**Exercise directions**
The records that follow are to be reproduced verbatim.

#### Records supplied

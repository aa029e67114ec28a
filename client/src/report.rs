use crate::service::SearchOutcome;
use fireflightcore::checklist::ChecklistEntry;
use fireflightcore::model::{Fire, Marker, SelectedMarker, UserLocation};
use fireflightcore::state::FireDataState;
use std::fmt::Write;

pub fn fires(fires: &[Fire]) -> String {
    let mut out = format!("{} active fires\n", fires.len());
    for (index, fire) in fires.iter().enumerate() {
        let name = if fire.name.is_empty() { "(unnamed)" } else { fire.name.as_str() };
        let _ = writeln!(
            out,
            "{:>4}  {:<32} {:>9.4}, {:>10.4}",
            index, name, fire.location.latitude, fire.location.longitude
        );
    }
    out
}

fn alert_lines(out: &mut String, alerts: &[Marker]) {
    for alert in alerts {
        let _ = writeln!(
            out,
            "  ! {} ({:.4}, {:.4})",
            alert.label.as_deref().unwrap_or("fire"),
            alert.coordinate.latitude,
            alert.coordinate.longitude
        );
    }
}

pub fn search(outcome: &SearchOutcome) -> String {
    let mut out = format!(
        "{} -> {:.4}, {:.4}\n",
        outcome.place_name, outcome.search.coordinate.latitude, outcome.search.coordinate.longitude
    );
    match outcome.search.radius {
        Some(radius) => {
            let _ = writeln!(out, "{} fires within {}", outcome.alerts.len(), radius);
            alert_lines(&mut out, &outcome.alerts);
        }
        None => out.push_str("No usable radius given; proximity check skipped\n"),
    }
    out
}

pub fn locations(locations: &[UserLocation], state: &FireDataState) -> String {
    let mut out = format!("{} saved locations\n", locations.len());
    for location in locations {
        let radius = location
            .radius
            .map(|radius| radius.to_string())
            .unwrap_or_else(|| "no radius".into());
        let _ = writeln!(
            out,
            "{:>6}  {:<40} {:>10}  notifications {}",
            location.id,
            location.address,
            radius,
            if location.notifications { "on" } else { "off" }
        );
    }
    let _ = writeln!(out, "{} fire alerts near saved locations", state.user_local_fire_markers.len());
    alert_lines(&mut out, &state.user_local_fire_markers);
    out
}

pub fn selection(selected: &SelectedMarker) -> String {
    format!(
        "{:?} {} ({:.4}, {:.4}) radius {} notifications {}",
        selected.kind,
        selected.label.as_deref().unwrap_or("-"),
        selected.latitude,
        selected.longitude,
        selected
            .radius
            .map(|radius| radius.to_string())
            .unwrap_or_else(|| "-".into()),
        match selected.notifications {
            Some(true) => "on",
            Some(false) => "off",
            None => "-",
        }
    )
}

pub fn checklist(entries: &[ChecklistEntry]) -> String {
    let mut out = String::from("Emergency Evacuation Checklist\n");
    for (index, entry) in entries.iter().enumerate() {
        let mark = if entry.checked { "x" } else { " " };
        let _ = writeln!(out, "{:>3}. [{}] {}", index + 1, mark, entry.item);
    }
    out
}
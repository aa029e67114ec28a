pub mod haversine;
pub mod proximity;
pub mod radius;

pub use haversine::{haversine_distance, DistanceUnit};
pub use proximity::{
    fires_near_locations, fires_within, fires_within_radius, search_radius, within_radius,
};
pub use radius::Radius;
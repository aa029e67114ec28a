use fireflightcore::FireError;
use reqwest::{Response, StatusCode};
use serde_json::Value;
use std::collections::BTreeMap;

pub(crate) fn transport(err: reqwest::Error) -> FireError {
    if err.is_decode() {
        FireError::Network(format!("unexpected response body: {err}"))
    } else {
        FireError::Network(err.to_string())
    }
}

/// Passes 2xx responses through and maps everything else onto the error
/// taxonomy.
pub(crate) async fn check(response: Response) -> Result<Response, FireError> {
    let status = response.status();
    if status.is_success() {
        return Ok(response);
    }
    let body = response.text().await.unwrap_or_default();
    Err(status_error(status, &body))
}

pub(crate) fn status_error(status: StatusCode, body: &str) -> FireError {
    match status {
        StatusCode::BAD_REQUEST | StatusCode::UNPROCESSABLE_ENTITY => {
            let fields = field_messages(body);
            let message = summary(body).unwrap_or_else(|| format!("request rejected ({status})"));
            FireError::Validation { message, fields }
        }
        StatusCode::UNAUTHORIZED | StatusCode::FORBIDDEN => {
            FireError::Authentication(summary(body).unwrap_or_else(|| status.to_string()))
        }
        StatusCode::NOT_FOUND => FireError::NotFound(summary(body).unwrap_or_else(|| "resource".into())),
        _ => FireError::Network(format!("{status}: {}", body.trim())),
    }
}

/// String members of a JSON error object, e.g. `{"username": "taken"}`.
fn field_messages(body: &str) -> BTreeMap<String, String> {
    match serde_json::from_str::<Value>(body) {
        Ok(Value::Object(map)) => map
            .into_iter()
            .filter_map(|(key, value)| match value {
                Value::String(text) if key != "message" => Some((key, text)),
                _ => None,
            })
            .collect(),
        _ => BTreeMap::new(),
    }
}

fn summary(body: &str) -> Option<String> {
    match serde_json::from_str::<Value>(body) {
        Ok(Value::Object(map)) => map
            .get("message")
            .and_then(Value::as_str)
            .map(str::to_string),
        Ok(_) => None,
        Err(_) => Some(body.trim().to_string()).filter(|text| !text.is_empty()),
    }
}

########

**Solution to the exercise**
repository aa029e67114ec28a
filename client/src/report.rs
use crate::service::SearchOutcome;
use fireflightcore::checklist::ChecklistEntry;
use fireflightcore::model::{Fire, Marker, SelectedMarker, UserLocation};
use fireflightcore::state::FireDataState;
use std::fmt::Write;

pub fn fires(fires: &[Fire]) -> String {
    let mut out = format!("{} active fires\n", fires.len());
    for (index, fire) in fires.iter().enumerate() {
        let name = if fire.name.is_empty() { "(unnamed)" } else { fire.name.as_str() };
        let _ = writeln!(
            out,
            "{:>4}  {:<32} {:>9.4}, {:>10.4}",
            index, name, fire.location.latitude, fire.location.longitude
        );
    }
    out
}

fn alert_lines(out: &mut String, alerts: &[Marker]) {
    for alert in alerts {
        let _ = writeln!(
            out,
            "  ! {} ({:.4}, {:.4})",
            alert.label.as_deref().unwrap_or("fire"),
            alert.coordinate.latitude,
            alert.coordinate.longitude
        );
    }
}

pub fn search(outcome: &SearchOutcome) -> String {
    let mut out = format!(
        "{} -> {:.4}, {:.4}\n",
        outcome.place_name, outcome.search.coordinate.latitude, outcome.search.coordinate.longitude
    );
    match outcome.search.radius {
        Some(radius) => {
            let _ = writeln!(out, "{} fires within {}", outcome.alerts.len(), radius);
            alert_lines(&mut out, &outcome.alerts);
        }
        None => out.push_str("No usable radius given; proximity check skipped\n"),
    }
    out
}

pub fn locations(locations: &[UserLocation], state: &FireDataState) -> String {
    let mut out = format!("{} saved locations\n", locations.len());
    for location in locations {
        let radius = location
            .radius
            .map(|radius| radius.to_string())
            .unwrap_or_else(|| "no radius".into());
        let _ = writeln!(
            out,
            "{:>6}  {:<40} {:>10}  notifications {}",
            location.id,
            location.address,
            radius,
            if location.notifications { "on" } else { "off" }
        );
    }
    let _ = writeln!(out, "{} fire alerts near saved locations", state.user_local_fire_markers.len());
    alert_lines(&mut out, &state.user_local_fire_markers);
    out
}

pub fn selection(selected: &SelectedMarker) -> String {
    format!(
        "{:?} {} ({:.4}, {:.4}) radius {} notifications {}",
        selected.kind,
        selected.label.as_deref().unwrap_or("-"),
        selected.latitude,
        selected.longitude,
        selected
            .radius
            .map(|radius| radius.to_string())
            .unwrap_or_else(|| "-".into()),
        match selected.notifications {
            Some(true) => "on",
            Some(false) => "off",
            None => "-",
        }
    )
}

pub fn checklist(entries: &[ChecklistEntry]) -> String {
    let mut out = String::from("Emergency Evacuation Checklist\n");
    for (index, entry) in entries.iter().enumerate() {
        let mark = if entry.checked { "x" } else { " " };
        let _ = writeln!(out, "{:>3}. [{}] {}", index + 1, mark, entry.item);
    }
    out
}
repository aa029e67114ec28a
pub mod haversine;
pub mod proximity;
pub mod radius;

pub use haversine::{haversine_distance, DistanceUnit};
pub use proximity::{
    fires_near_locations, fires_within, fires_within_radius, search_radius, within_radius,
};
pub use radius::Radius;
repository aa029e67114ec28a
use fireflightcore::FireError;
use reqwest::{Response, StatusCode};
use serde_json::Value;
use std::collections::BTreeMap;

pub(crate) fn transport(err: reqwest::Error) -> FireError {
    if err.is_decode() {
        FireError::Network(format!("unexpected response body: {err}"))
    } else {
        FireError::Network(err.to_string())
    }
}

/// Passes 2xx responses through and maps everything else onto the error
/// taxonomy.
pub(crate) async fn check(response: Response) -> Result<Response, FireError> {
    let status = response.status();
    if status.is_success() {
        return Ok(response);
    }
    let body = response.text().await.unwrap_or_default();
    Err(status_error(status, &body))
}

pub(crate) fn status_error(status: StatusCode, body: &str) -> FireError {
    match status {
        StatusCode::BAD_REQUEST | StatusCode::UNPROCESSABLE_ENTITY => {
            let fields = field_messages(body);
            let message = summary(body).unwrap_or_else(|| format!("request rejected ({status})"));
            FireError::Validation { message, fields }
        }
        StatusCode::UNAUTHORIZED | StatusCode::FORBIDDEN => {
            FireError::Authentication(summary(body).unwrap_or_else(|| status.to_string()))
        }
        StatusCode::NOT_FOUND => FireError::NotFound(summary(body).unwrap_or_else(|| "resource".into())),
        _ => FireError::Network(format!("{status}: {}", body.trim())),
    }
}

/// String members of a JSON error object, e.g. `{"username": "taken"}`.
fn field_messages(body: &str) -> BTreeMap<String, String> {
    match serde_json::from_str::<Value>(body) {
        Ok(Value::Object(map)) => map
            .into_iter()
            .filter_map(|(key, value)| match value {
                Value::String(text) if key != "message" => Some((key, text)),
                _ => None,
            })
            .collect(),
        _ => BTreeMap::new(),
    }
}

fn summary(body: &str) -> Option<String> {
    match serde_json::from_str::<Value>(body) {
        Ok(Value::Object(map)) => map
            .get("message")
            .and_then(Value::as_str)
            .map(str::to_string),
        Ok(_) => None,
        Err(_) => Some(body.trim().to_string()).filter(|text| !text.is_empty()),
    }
}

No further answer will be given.